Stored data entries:
-- Opening Marker --
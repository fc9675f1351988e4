//! Draining exited children via `waitid(..., WNOHANG)`, shared by the
//! agent's signalfd-driven reaper and the orchestrator's local-child
//! reaping (spec §4.4, §9 redesign note 3; grounded in the same
//! "loop until StillAlive/ECHILD" shape this codebase already uses
//! elsewhere for subprocess supervision).

use nix::errno::Errno;
use nix::sys::wait::{waitid, Id, WaitPidFlag, WaitStatus};
use nix::unistd::Pid;

/// Drain every exited-and-unwaited child, invoking `on_exit(pid,
/// exit_status)` for each. Mirrors shells' convention of reporting a
/// signal death as `128 + signal`. Returns once no more children are
/// immediately reapable (`StillAlive`) or there are none left at all
/// (`ECHILD`, reported as `false` so callers who only supervise one
/// child can stop polling).
pub fn drain_exits(mut on_exit: impl FnMut(Pid, i32)) -> nix::Result<bool> {
    loop {
        match waitid(Id::All, WaitPidFlag::WNOHANG | WaitPidFlag::WEXITED) {
            Ok(WaitStatus::Exited(pid, status)) => on_exit(pid, status),
            Ok(WaitStatus::Signaled(pid, signal, _)) => on_exit(pid, 128 + signal as i32),
            Ok(WaitStatus::StillAlive) => return Ok(true),
            Ok(_) => {}
            Err(Errno::ECHILD) => return Ok(false),
            Err(e) => return Err(e),
        }
    }
}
-- Closing Marker --
About this exercise: Select every line above that contains the word "waitid", and copy it.

Response:
//! Draining exited children via `waitid(..., WNOHANG)`, shared by the
use nix::sys::wait::{waitid, Id, WaitPidFlag, WaitStatus};
        match waitid(Id::All, WaitPidFlag::WNOHANG | WaitPidFlag::WEXITED) {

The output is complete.